[12.13 インカレ3回戦 東京国際大 0-1 流通経済大 第一カッターフィールド]
もう迷いは吹っ切れた。任されたのには、任せたいと思ってもらった明確な理由がある。人は人。自分は自分。やれることが変わらないのだったら、そのやれることをとことん突き詰めてやる。
「正直、『ここぞという時に点を獲るのが10番だ』と自分は思っていたんですけど、自分なりの10番像を見つけたんです。点を獲ることはできないけれど、チームがキツい時に体を張るとか、苦しい時に走るとか、そういう形でチームの象徴となるような10番には、点を獲って勝たせる10番ではなくても、守ってチームを勝たせる10番にはなれるのかなと思っています」。
流通経済大(関東5)のナンバー10。MF藤井海和(3年=流通経済大柏高)は新たな『流経の10番』像を確立させるため、ひたすら前へと進み続けていく。
東京国際大(関東2)と対峙したクォーターファイナル。藤井も「キャプテン(八木滉史)もケガしてしまった中で、『滉史を決勝に連れていく』という想いがみんなの中にあって、いい入りができて、前半は自分たちの流れだったと思います」と振り返ったように、流通経済大は前半から好リズムを掴み、次々とチャンスを作っていく。

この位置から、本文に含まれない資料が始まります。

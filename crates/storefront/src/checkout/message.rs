//! Quote message rendering.

use crate::cart::{Cart, CartLine};
use crate::money::CURRENCY_CODE;

/// First line of every quote.
pub const QUOTE_HEADER: &str = "Hola, quisiera cotizar los siguientes productos:";

/// Render one cart line, e.g. `• A — 1L (cód: X1) × 2`.
pub fn format_line(line: &CartLine) -> String {
    format!(
        "\u{2022} {} \u{2014} {} (c\u{f3}d: {}) \u{d7} {}",
        line.name, line.size, line.code, line.qty
    )
}

/// Render the cart as a quote request.
///
/// Layout: header, blank line, one line per cart line in cart order, blank
/// line, subtotal. An empty cart still renders header and subtotal.
pub fn format_quote(cart: &Cart) -> String {
    let mut rows: Vec<String> = Vec::with_capacity(cart.line_count() + 4);
    rows.push(QUOTE_HEADER.to_string());
    rows.push(String::new());
    rows.extend(cart.lines().iter().map(format_line));
    rows.push(String::new());
    rows.push(format!(
        "Subtotal estimado: ${} {}",
        cart.subtotal().format_es_mx(),
        CURRENCY_CODE
    ));
    rows.join("\n")
}

/// Percent-encode text for use as a URL query value.
pub fn encode(text: &str) -> String {
    urlencoding::encode(text).into_owned()
}

#[cfg(test)]
mod tests {
    use super::*;
    use crate::catalog::{Product, Variant};
    use crate::money::Money;

    fn cart_with(lines: &[(&str, &str, &str, f64, u32)]) -> Cart {
        let mut cart = Cart::new();
        for &(name, size, code, price, qty) in lines {
            let product = Product::new(name, "Pisos")
                .with_variant(Variant::new(size, code, Money::from_decimal(price)));
            cart.add(&product, product.variants.first(), qty);
        }
        cart
    }

    #[test]
    fn test_single_line_quote() {
        let cart = cart_with(&[("A", "1L", "X1", 10.0, 2)]);
        let text = format_quote(&cart);

        assert!(text.contains("• A — 1L (cód: X1) × 2"));
        assert!(text.ends_with("Subtotal estimado: $20.00 MXN"));
        assert_eq!(
            text,
            "Hola, quisiera cotizar los siguientes productos:\n\n\
             • A — 1L (cód: X1) × 2\n\n\
             Subtotal estimado: $20.00 MXN"
        );
    }

    #[test]
    fn test_lines_follow_cart_order() {
        let cart = cart_with(&[("B", "4 L", "B4", 100.0, 1), ("A", "1 L", "A1", 50.0, 3)]);
        let text = format_quote(&cart);
        let b = text.find("B4").unwrap();
        let a = text.find("A1").unwrap();
        assert!(b < a);
    }

    #[test]
    fn test_thousands_grouping() {
        let cart = cart_with(&[("Tambor", "200 L", "T200", 1234.5, 2)]);
        assert!(format_quote(&cart).ends_with("Subtotal estimado: $2,469.00 MXN"));
    }

    #[test]
    fn test_empty_cart_quote() {
        let text = format_quote(&Cart::new());
        assert_eq!(
            text,
            "Hola, quisiera cotizar los siguientes productos:\n\n\nSubtotal estimado: $0.00 MXN"
        );
    }

    #[test]
    fn test_encode_is_url_safe() {
        let encoded = encode("• A — 1L (cód: X1) × 2\n$20.00");
        assert!(!encoded.contains(' '));
        assert!(!encoded.contains('\n'));
        assert!(!encoded.contains('$'));
        assert!(encoded.starts_with("%E2%80%A2%20A"));
        assert!(encoded.is_ascii());
    }
}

なかなか得点の生まれない流れを打破したのは、10番のダイナミックな動きだった。スコアレスで迎えた後半14分。左サイドでMF松永颯汰(2年=静岡学園高)がボールを持つと、藤井は3列目から全速力で前方へダッシュ。送られたフィードを丁寧に落とすと、MF前田陸王(4年=東海大札幌高)のラストパスからFW宮田和純(4年=FC東京U-18)が冷静にゴールを陥れる。

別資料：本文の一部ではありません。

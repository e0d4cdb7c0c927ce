//! Washing guides: ordered category suggestions.

use serde::{Deserialize, Serialize};

use crate::search::CategoryFilter;

/// A washing routine listing which category to use at each step.
#[derive(Debug, Clone, Serialize, Deserialize, PartialEq, Eq)]
pub struct Guide {
    pub id: String,
    pub title: String,
    #[serde(default)]
    pub steps: Vec<GuideStep>,
}

/// One step of a guide.
#[derive(Debug, Clone, Serialize, Deserialize, PartialEq, Eq)]
pub struct GuideStep {
    /// Step caption, e.g. "1. Prelavador".
    pub label: String,
    /// Category the step points to.
    pub category: String,
}

impl GuideStep {
    pub fn new(label: impl Into<String>, category: impl Into<String>) -> Self {
        Self {
            label: label.into(),
            category: category.into(),
        }
    }
}

impl Guide {
    /// Category selection for picking step `index`.
    pub fn pick(&self, index: usize) -> Option<CategoryFilter> {
        self.steps
            .get(index)
            .map(|step| CategoryFilter::only(step.category.as_str()))
    }
}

リードを奪った流通経済大は、守備でも崩れない。「自分は連戦に強いというか、あまりそういうことを関係なくやれるのが強みなのかなと思いますし、やっぱり守備が売りなので、セカンドのところでは良いものが見せられたと思います」という藤井も、前半にMF渋谷諒太(2年=流通経済大柏高)が負傷交代したため、ボランチの相方がMF丸山優太朗(4年=清水ユース)に変わった中でも、得意の守備面で奮闘。中2日での3連戦目にもかかわらず、相手の攻撃の芽を1つ1つ摘んでいく。
ファイナルスコアは1-0。「前半でまだ仕留め切れないのが自分たちの弱さかなとも思いますけど、それでもブレることなく、後半もちょっとずつ攻めて、1本でいいから獲ろうという焦れないゲームができたのは、ここに来て一番大きい成長なのかなと思います」と胸を張った藤井は、チームメイトと勝利の歓喜を爆発させた。
今シーズンの藤井は一貫して10番を背負ってきたが、最初はその番号の重みを感じ過ぎていたという。「もう意外というか、自分より上手い選手がたくさんいるのに『何でだろう?』とは思いますよね。それこそ自分の前に10番を着けているのが(齊藤)聖七くんだったり、満田誠さんや伊藤敦樹さんというA代表で活躍しているような選手だったので、その10番の重みを自分で勝手に感じてしまっていて、今季のリーグ戦でもあまり調子が良くなくて、凄く悩むこともありました」。
ただ、そんな心中を察したスタッフ陣の言葉が、“新10番”をプレッシャーから解き放つ。「川本さん(川本大輔コーチ)や中野さん(中野雄二監督)に『オマエに付けてほしくて10番を渡したんだから、期待しているからではあるけど、プレー云々だけではなくて、姿勢で見せてほしい』と言われて、それで吹っ切れました」。
「だから、チームが勝てば一番なので、自分は目立たなくていいんです。チームには点を獲る選手もいれば、守備で頑張れる選手もいると思うんですけど、自分は黒子的な存在で全然良くて、チームのためにプレーしていれば、それは必然として目立つことにも繋がっていくと思うので、そういうことは自分が大切にしているところです」。少しずつ番号を自分に馴染ませていくうちに、必要以上の気負いは不思議と消えていった。今は良い意味で背中の番号を意識せずに、ピッチに立てている。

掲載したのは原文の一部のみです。